Advertising changes people’s perception of the world. It’s not just about awareness – we can be aware of all sorts of things, like how smoking will kill us or working out regularly is a good idea – but about finding the ways to actually get people to change their behavior.

marketing-mixChanging perceptions, and then behavior (because I do think you need to do one before the other) is an incredible challenge. And when I’m faced with a particularly tough market (“This market never responds to our emails”/”This segment has limitations on offers we can make”) I get really stoked. I love these challenges. I like figuring out what messages work, and why, and then replicating them, evolving them, transforming them to increase responses and sell more widgets.

When I get good enough at this, I’d like to apply the science behind it to something beyond selling widgets, though. I’m fascinated that we have such vast resources for changing human behavior to sell things but we don’t seem to be able to create campaigns that stop people from, say, shooting each other or raping their friends and colleagues (though there has been some progress on this by – surprise! “don’t be that guy” ads targeted at men), or getting people to support universal healthcare or a nationwide public transit system.
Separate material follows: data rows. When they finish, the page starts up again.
//! Module id derivation: a project-relative, POSIX-style path prefixed with
//! `./`, used as the registry key in the emitted bundle.

use std::path::{Component, Path};

use crate::error::GraphError;

/// Derives `absolute`'s module id relative to `root` (the common ancestor
/// directory of every path the graph BFS reached), joining path components
/// with `/` regardless of host path separator so the emitted registry key is
/// stable across platforms.
pub fn compute_module_id(root: &Path, absolute: &Path) -> Result<Box<str>, GraphError> {
    let relative = absolute.strip_prefix(root).map_err(|_| GraphError::PathOutsideRoot {
        path: absolute.to_path_buf(),
        root: root.to_path_buf(),
    })?;

    let mut parts = Vec::new();
    for component in relative.components() {
        if let Component::Normal(segment) = component {
            parts.push(segment.to_string_lossy().into_owned());
        }
    }
    Ok(format!("./{}", parts.join("/")).into())
}

#[cfg(test)]
mod tests {
    use pretty_assertions::assert_eq;

    use super::*;

    #[test]
    fn derives_nested_module_id() {
        let root = Path::new("/project");
        let id = compute_module_id(root, Path::new("/project/src/utils/math.js")).unwrap();
        assert_eq!(&*id, "./src/utils/math.js");
    }

    #[test]
    fn derives_top_level_module_id() {
        let root = Path::new("/project");
        let id = compute_module_id(root, Path::new("/project/index.js")).unwrap();
        assert_eq!(&*id, "./index.js");
    }
}
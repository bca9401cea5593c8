//! A cursor over the lexer's token stream, mirroring the role of `boa`'s
//! `cursor::Cursor` (itself built over a `BufferedLexer`) but simplified to
//! index a `Vec<Token>` produced up front by `bundler_lexer::tokenize`,
//! since this bundler always has the whole module source in memory already.

use bundler_ast::{ByteOffset, Span};
use bundler_lexer::{Keyword, Punctuator, Token, TokenKind};

use crate::error::ParseError;

pub struct TokenStream {
    tokens: Vec<Token>,
    pos: usize,
}

impl TokenStream {
    #[must_use]
    pub fn new(tokens: Vec<Token>) -> Self {
        Self { tokens, pos: 0 }
    }

    #[must_use]
    pub fn peek(&self) -> &Token {
        &self.tokens[self.pos]
    }

    #[must_use]
    pub fn peek_at(&self, ahead: usize) -> &Token {
        let idx = (self.pos + ahead).min(self.tokens.len() - 1);
        &self.tokens[idx]
    }

    /// The byte offset the current token starts at.
    #[must_use]
    pub fn pos(&self) -> ByteOffset {
        self.peek().span.start()
    }

    /// The byte offset the most recently consumed token ended at.
    #[must_use]
    pub fn prev_end(&self) -> ByteOffset {
        if self.pos == 0 {
            0
        } else {
            self.tokens[self.pos - 1].span.end()
        }
    }

    pub fn bump(&mut self) -> Token {
        let tok = self.tokens[self.pos].clone();
        if self.pos + 1 < self.tokens.len() {
            self.pos += 1;
        }
        tok
    }

    #[must_use]
    pub fn is_eof(&self) -> bool {
        self.peek().is_eof()
    }

    #[must_use]
    pub fn is_punct(&self, p: Punctuator) -> bool {
        matches!(&self.peek().kind, TokenKind::Punctuator(q) if *q == p)
    }

    #[must_use]
    pub fn is_kw(&self, k: Keyword) -> bool {
        matches!(&self.peek().kind, TokenKind::Keyword(q) if *q == k)
    }

    #[must_use]
    pub fn is_ident(&self) -> bool {
        matches!(&self.peek().kind, TokenKind::Ident(_))
    }

    pub fn eat_punct(&mut self, p: Punctuator) -> bool {
        if self.is_punct(p) {
            self.bump();
            true
        } else {
            false
        }
    }

    pub fn eat_kw(&mut self, k: Keyword) -> bool {
        if self.is_kw(k) {
            self.bump();
            true
        } else {
            false
        }
    }

    fn describe(&self) -> String {
        match &self.peek().kind {
            TokenKind::Eof => "end of input".to_owned(),
            TokenKind::Ident(n) => format!("identifier `{n}`"),
            TokenKind::Keyword(k) => format!("keyword `{k:?}`"),
            other => format!("{other:?}"),
        }
    }

    pub fn expect_punct(&mut self, p: Punctuator) -> Result<Span, ParseError> {
        if self.is_punct(p) {
            let span = self.peek().span;
            self.bump();
            Ok(span)
        } else {
            Err(ParseError::UnexpectedToken {
                found: self.describe(),
                expected: format!("`{p:?}`"),
                at: self.pos(),
            })
        }
    }

    pub fn expect_kw(&mut self, k: Keyword) -> Result<Span, ParseError> {
        if self.is_kw(k) {
            let span = self.peek().span;
            self.bump();
            Ok(span)
        } else {
            Err(ParseError::UnexpectedToken {
                found: self.describe(),
                expected: format!("keyword `{k:?}`"),
                at: self.pos(),
            })
        }
    }

    /// Consumes an identifier (but not a reserved keyword), returning its
    /// name and span.
    pub fn expect_ident(&mut self) -> Result<(Box<str>, Span), ParseError> {
        if let TokenKind::Ident(name) = &self.peek().kind {
            let name = name.clone();
            let span = self.peek().span;
            self.bump();
            Ok((name, span))
        } else {
            Err(ParseError::UnexpectedToken {
                found: self.describe(),
                expected: "identifier".to_owned(),
                at: self.pos(),
            })
        }
    }

    /// Consumes an identifier, *or* one of the contextual keywords this
    /// bundler's grammar subset allows as a binding name outside of strict
    /// reserved-word position (`async`, `of`, `get`, `set`, `static`, `as`,
    /// `from`, `default`) — all of these lex as `Keyword` but are valid
    /// identifiers in most positions in real ECMAScript.
    pub fn expect_binding_name(&mut self) -> Result<(Box<str>, Span), ParseError> {
        if self.is_ident() {
            return self.expect_ident();
        }
        if let TokenKind::Keyword(k) = &self.peek().kind {
            if let Some(text) = contextual_keyword_text(*k) {
                let span = self.peek().span;
                self.bump();
                return Ok((text.into(), span));
            }
        }
        Err(ParseError::UnexpectedToken {
            found: self.describe(),
            expected: "identifier".to_owned(),
            at: self.pos(),
        })
    }

    /// Automatic-semicolon-insertion: consumes an explicit `;` if present;
    /// otherwise the statement is still well-formed if the next token is
    /// preceded by a line terminator, is `}`, or is end-of-input.
    pub fn consume_semicolon(&mut self) -> Result<(), ParseError> {
        if self.eat_punct(Punctuator::Semicolon) {
            return Ok(());
        }
        if self.is_eof() || self.is_punct(Punctuator::CloseBrace) || self.peek().preceded_by_newline {
            return Ok(());
        }
        Err(ParseError::MissingSemicolon { at: self.pos() })
    }
}

fn contextual_keyword_text(k: Keyword) -> Option<&'static str> {
    match k {
        Keyword::Async => Some("async"),
        Keyword::Of => Some("of"),
        Keyword::Get => Some("get"),
        Keyword::Set => Some("set"),
        Keyword::Static => Some("static"),
        Keyword::As => Some("as"),
        Keyword::From => Some("from"),
        Keyword::Default => Some("default"),
        _ => None,
    }
}
fn parse_primary_expr(stream: &mut TokenStream) -> Result<Expr, ParseError> {
    let start = stream.pos();
    match stream.peek().kind.clone() {
        TokenKind::Number(raw) => {
            let span = stream.bump().span;
            Ok(Expr::Number(NumberLit { raw, span }))
        }
        TokenKind::Str(payload) => {
            let span = stream.bump().span;
            Ok(Expr::Str(StrLit { value: payload.value, raw: payload.raw, span }))
        }
        TokenKind::Regex(raw) => {
            let span = stream.bump().span;
            Ok(Expr::Regex(RegexLit { raw, span }))
        }
        TokenKind::Template(_) => {
            let lit = parse_template_literal(stream)?;
            Ok(Expr::Template(lit))
        }
        TokenKind::Keyword(Keyword::This) => {
            let span = stream.bump().span;
            Ok(Expr::This(span))
        }
        TokenKind::Keyword(Keyword::Super) => {
            let span = stream.bump().span;
            Ok(Expr::Ident(Ident::new("super", span, IdentContext::Free)))
        }
        TokenKind::Keyword(Keyword::Null) => {
            let span = stream.bump().span;
            Ok(Expr::Null(span))
        }
        TokenKind::Keyword(Keyword::True) => {
            let span = stream.bump().span;
            Ok(Expr::Bool(true, span))
        }
        TokenKind::Keyword(Keyword::False) => {
            let span = stream.bump().span;
            Ok(Expr::Bool(false, span))
        }
        TokenKind::Keyword(Keyword::Function) => parse_function_expr(stream, false),
        TokenKind::Keyword(Keyword::Async)
            if matches!(
                &stream.peek_at(1).kind,
                TokenKind::Keyword(Keyword::Function)
            ) =>
        {
            stream.bump();
            parse_function_expr(stream, true)
        }
        TokenKind::Keyword(Keyword::Class) => parse_class_expr(stream),
        TokenKind::Punctuator(Punctuator::OpenBracket) => parse_array_literal(stream),
        TokenKind::Punctuator(Punctuator::OpenBrace) => parse_object_literal(stream),
        TokenKind::Punctuator(Punctuator::OpenParen) => {
            stream.bump();
            let inner = parse_expr(stream)?;
            let end = stream.expect_punct(Punctuator::CloseParen)?.end();
            Ok(Expr::Paren(ParenExpr { inner: Box::new(inner), span: Span::new(start, end) }))
        }
        TokenKind::Keyword(Keyword::Import) => {
            stream.bump();
            stream.expect_punct(Punctuator::OpenParen)?;
            let argument = parse_assignment_expr(stream)?;
            if stream.is_punct(Punctuator::Comma) {
                // A second argument (import-assertion options) is tolerated but unused.
                stream.bump();
                let _ = parse_assignment_expr(stream)?;
            }
            let end = stream.expect_punct(Punctuator::CloseParen)?.end();
            Ok(Expr::DynamicImport(DynamicImportExpr {
                argument: Box::new(argument),
                span: Span::new(start, end),
            }))
        }
        TokenKind::Ident(name) => {
            let span = stream.bump().span;
            Ok(Expr::Ident(Ident::new(name, span, IdentContext::Free)))
        }
        TokenKind::Keyword(k) if contextual_identifier(k).is_some() => {
            let span = stream.bump().span;
            Ok(Expr::Ident(Ident::new(contextual_identifier(k).unwrap(), span, IdentContext::Free)))
        }
        _ => Err(ParseError::UnexpectedToken {
            found: format!("{:?}", stream.peek().kind),
            expected: "expression".to_owned(),
            at: start,
        }),
    }
}

fn contextual_identifier(k: Keyword) -> Option<&'static str> {
    match k {
        Keyword::Async => Some("async"),
        Keyword::Of => Some("of"),
        Keyword::Get => Some("get"),
        Keyword::Set => Some("set"),
        Keyword::Static => Some("static"),
        Keyword::As => Some("as"),
        Keyword::From => Some("from"),
        Keyword::Default => Some("default"),
        _ => None,
    }
}

fn parse_array_literal(stream: &mut TokenStream) -> Result<Expr, ParseError> {
    let start = stream.expect_punct(Punctuator::OpenBracket)?.start();
    let mut elements = Vec::new();
    while !stream.is_punct(Punctuator::CloseBracket) {
        if stream.eat_punct(Punctuator::Comma) {
            elements.push(None);
            continue;
        }
        if stream.is_punct(Punctuator::Spread) {
            let sp_start = stream.bump().span.start();
            let inner = parse_assignment_expr(stream)?;
            let span = Span::new(sp_start, inner.span().end());
            elements.push(Some(Expr::Spread(SpreadElement { argument: Box::new(inner), span })));
        } else {
            elements.push(Some(parse_assignment_expr(stream)?));
        }
        if !stream.is_punct(Punctuator::CloseBracket) {
            stream.expect_punct(Punctuator::Comma)?;
        }
    }
    let end = stream.expect_punct(Punctuator::CloseBracket)?.end();
    Ok(Expr::Array(ArrayLit { elements, span: Span::new(start, end) }))
}

fn parse_object_literal(stream: &mut TokenStream) -> Result<Expr, ParseError> {
    let start = stream.expect_punct(Punctuator::OpenBrace)?.start();
    let mut props = Vec::new();
    while !stream.is_punct(Punctuator::CloseBrace) {
        if stream.is_punct(Punctuator::Spread) {
            let sp_start = stream.bump().span.start();
            let inner = parse_assignment_expr(stream)?;
            let span = Span::new(sp_start, inner.span().end());
            props.push(ObjectMember::Spread(Box::new(inner)));
        } else {
            props.push(ObjectMember::Prop(parse_object_prop(stream)?));
        }
        if !stream.is_punct(Punctuator::CloseBrace) {
            stream.expect_punct(Punctuator::Comma)?;
        }
    }
    let end = stream.expect_punct(Punctuator::CloseBrace)?.end();
    Ok(Expr::Object(ObjectLit { props, span: Span::new(start, end) }))
}

fn parse_object_prop(stream: &mut TokenStream) -> Result<ObjectProp, ParseError> {
    let is_accessor = (stream.is_kw(Keyword::Get) || stream.is_kw(Keyword::Set))
        && !matches!(
            &stream.peek_at(1).kind,
            TokenKind::Punctuator(Punctuator::Colon | Punctuator::Comma | Punctuator::CloseBrace | Punctuator::OpenParen)
        );
    if is_accessor {
        let kind = if stream.is_kw(Keyword::Get) { PropKind::Get } else { PropKind::Set };
        stream.bump();
        let (key, computed) = parse_property_key(stream)?;
        let func = crate::function::parse_function_tail(stream, None, false, false)?;
        return Ok(ObjectProp {
            key,
            value: Expr::Function(func),
            computed,
            shorthand: false,
            kind,
        });
    }
    let (key, computed) = parse_property_key(stream)?;
    if stream.is_punct(Punctuator::OpenParen) {
        let func = crate::function::parse_function_tail(stream, None, false, false)?;
        return Ok(ObjectProp { key, value: Expr::Function(func), computed, shorthand: false, kind: PropKind::Method });
    }
    if stream.eat_punct(Punctuator::Colon) {
        let value = parse_assignment_expr(stream)?;
        return Ok(ObjectProp { key, value, computed, shorthand: false, kind: PropKind::Init });
    }
    // Shorthand `{ name }` or `{ name = default }` (the latter only valid in
    // destructuring position, but accepted here too for simplicity).
    let PropertyKey::Ident(ident) = &key else {
        return Err(ParseError::UnexpectedToken {
            found: "non-identifier shorthand property".to_owned(),
            expected: "`:`".to_owned(),
            at: stream.pos(),
        });
    };
    let value = Expr::Ident(ident.clone());
    Ok(ObjectProp { key, value, computed, shorthand: true, kind: PropKind::Init })
}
The talent and ability is there. We’re just missing the money and backing behind it. There’s not a lot of money in an ad agency telling people *not* to buy a gun and shoot someone, or *not* to assault someone. But I can tell you right now that I’d be giddy as all get-out to work on a massive campaign in support of one of these, because based on everything I’ve learned from what I do day in and day out, crafting 400-600 projects a year and freelancing for several more clients, we can sell people just about anything. We can encourage people to be and do and support just about anything.

We just need to decide what our priorities are.

Hamburgers, or improving human lives?